- District location in Nakhon Ratchasima province
- Coordinates: 15°18′34″N 101°33′2″E﻿ / ﻿15.30944°N 101.55056°E
- Country: Thailand
- Province: Nakhon Ratchasima
- Seat: Samnak Takhro
- District established: 1995

Area
- • Total: 357.5 km^{2} (138.0 sq mi)

Population (2000)
- • Total: 23,279
- • Density: 65.1/km^{2} (169/sq mi)
- Time zone: UTC+7 (ICT)
- Postal code: 30210
- Geocode: 3026

= Thepharak district =

Thepharak (เทพารักษ์, /th/; เทพารักษ์, /tts/) is a district (amphoe) in the northwestern part of Nakhon Ratchasima province.

==History==
Originally, Tambon Samnak Takhrau was part of Tambon Pan Chana, Dan Khun Thot district. On 1 April 1995, the Interior Ministry separated Tambons Samnak Takhrau, Nong Waeng, and Bueng Prue to create the new minor district (king amphoe) Samnak Takhrau.

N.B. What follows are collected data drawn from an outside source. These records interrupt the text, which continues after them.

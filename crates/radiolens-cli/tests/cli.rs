//! End-to-end tests of the `radiolens` binary

use image::{ImageFormat, Rgb, RgbImage};
use std::path::{Path, PathBuf};
use std::process::{Command, Output};
use tempfile::TempDir;

fn radiolens(dir: &Path) -> Command {
    let mut cmd = Command::new(env!("CARGO_BIN_EXE_radiolens"));
    cmd.current_dir(dir)
        .env_remove("RADIOLENS_CONFIG")
        .env_remove("RADIOLENS_LOG_FORMAT")
        .env("RADIOLENS_MODEL", dir.join("missing.safetensors"))
        .env("RUST_LOG", "warn");
    cmd
}

fn stdout_json(output: &Output) -> serde_json::Value {
    let stdout = String::from_utf8_lossy(&output.stdout);
    assert_eq!(stdout.lines().count(), 1, "stdout: {stdout}");
    serde_json::from_str(stdout.trim()).unwrap()
}

fn write_png(dir: &Path, name: &str) -> PathBuf {
    let path = dir.join(name);
    RgbImage::from_fn(64, 48, |x, y| {
        let v = (80 + (x + 2 * y) % 50) as u8;
        Rgb([v, v, v])
    })
    .save_with_format(&path, ImageFormat::Png)
    .unwrap();
    path
}

#[test]
fn test_success_document_and_exit_zero() {
    let dir = TempDir::new().unwrap();
    let image = write_png(dir.path(), "patient_001.png");

    let output = radiolens(dir.path()).arg(&image).output().unwrap();
    assert_eq!(output.status.code(), Some(0));

    let json = stdout_json(&output);
    assert_eq!(json["success"], true);
    assert_eq!(json["provenance"], "fallback");
    assert_eq!(json["model_version"], "1.0.0-mock");
    assert_eq!(json["identity"], image.to_str().unwrap());

    let probabilities = json["probabilities"].as_object().unwrap();
    assert_eq!(probabilities.len(), 4);
    let sum: f64 = probabilities.values().map(|v| v.as_f64().unwrap()).sum();
    assert!((sum - 1.0).abs() <= 1e-6);
    assert_eq!(json["confidence"], probabilities[json["predicted_class"].as_str().unwrap()]);
}

#[test]
fn test_same_image_same_answer() {
    let dir = TempDir::new().unwrap();
    let image = write_png(dir.path(), "patient_001.png");

    let first = stdout_json(&radiolens(dir.path()).arg(&image).output().unwrap());
    let second = stdout_json(&radiolens(dir.path()).arg(&image).output().unwrap());
    assert_eq!(first["predicted_class"], second["predicted_class"]);
    assert_eq!(first["probabilities"], second["probabilities"]);
}

#[test]
fn test_text_file_is_decode_failure() {
    let dir = TempDir::new().unwrap();
    let path = dir.path().join("notes.jpg");
    std::fs::write(&path, "not an x-ray").unwrap();

    let output = radiolens(dir.path()).arg(&path).output().unwrap();
    assert_eq!(output.status.code(), Some(1));

    let json = stdout_json(&output);
    assert_eq!(json["success"], false);
    assert_eq!(json["error_kind"], "decode_error");
    assert!(json.get("predicted_class").is_none());
}

#[test]
fn test_missing_argument_is_usage_error() {
    let dir = TempDir::new().unwrap();
    let output = radiolens(dir.path()).output().unwrap();
    assert_eq!(output.status.code(), Some(2));

    let json = stdout_json(&output);
    assert_eq!(json["success"], false);
    assert_eq!(json["error_kind"], "usage_error");
    assert!(json["error"].as_str().unwrap().contains("<IMAGE>"));
}

#[test]
fn test_extra_argument_is_usage_error() {
    let dir = TempDir::new().unwrap();
    let output = radiolens(dir.path()).args(["a.png", "b.png"]).output().unwrap();
    assert_eq!(output.status.code(), Some(2));
    assert_eq!(stdout_json(&output)["error_kind"], "usage_error");
}

#[test]
fn test_missing_config_file_is_config_error() {
    let dir = TempDir::new().unwrap();
    let image = write_png(dir.path(), "scan.png");

    let output = radiolens(dir.path())
        .arg("--config")
        .arg(dir.path().join("nope.yaml"))
        .arg(&image)
        .output()
        .unwrap();
    assert_eq!(output.status.code(), Some(1));
    assert_eq!(stdout_json(&output)["error_kind"], "config_error");
}

#[test]
fn test_config_file_in_working_directory() {
    let dir = TempDir::new().unwrap();
    std::fs::write(
        dir.path().join("radiolens.yaml"),
        "model:\n  enabled: false\nservice:\n  max_concurrency: 1\n",
    )
    .unwrap();
    let image = write_png(dir.path(), "scan.png");

    let output = radiolens(dir.path())
        .env_remove("RADIOLENS_MODEL")
        .arg(&image)
        .output()
        .unwrap();
    assert_eq!(output.status.code(), Some(0));
    assert_eq!(stdout_json(&output)["provenance"], "fallback");
}

#[test]
fn test_logs_stay_off_stdout() {
    let dir = TempDir::new().unwrap();
    let image = write_png(dir.path(), "scan.png");

    let output = radiolens(dir.path())
        .args(["--verbose", "--log-format", "json"])
        .arg(&image)
        .output()
        .unwrap();
    assert_eq!(output.status.code(), Some(0));
    assert_eq!(stdout_json(&output)["success"], true);
    assert!(!output.stderr.is_empty());
}

#[test]
fn test_help_exits_zero() {
    let dir = TempDir::new().unwrap();
    let output = radiolens(dir.path()).arg("--help").output().unwrap();
    assert_eq!(output.status.code(), Some(0));
    assert!(String::from_utf8_lossy(&output.stdout).contains("<IMAGE>"));
}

Luang Phau Khun, a monk of Wat Ban Rai, proposed changing the district's name to "Theparak". As the minor district was near the districts of Thep Sathit and Si Thep and both districts contain the word "thep" ('angel') (Deva), the district is thus protected by angels. The government adopted this suggestion and renamed the district Theparak.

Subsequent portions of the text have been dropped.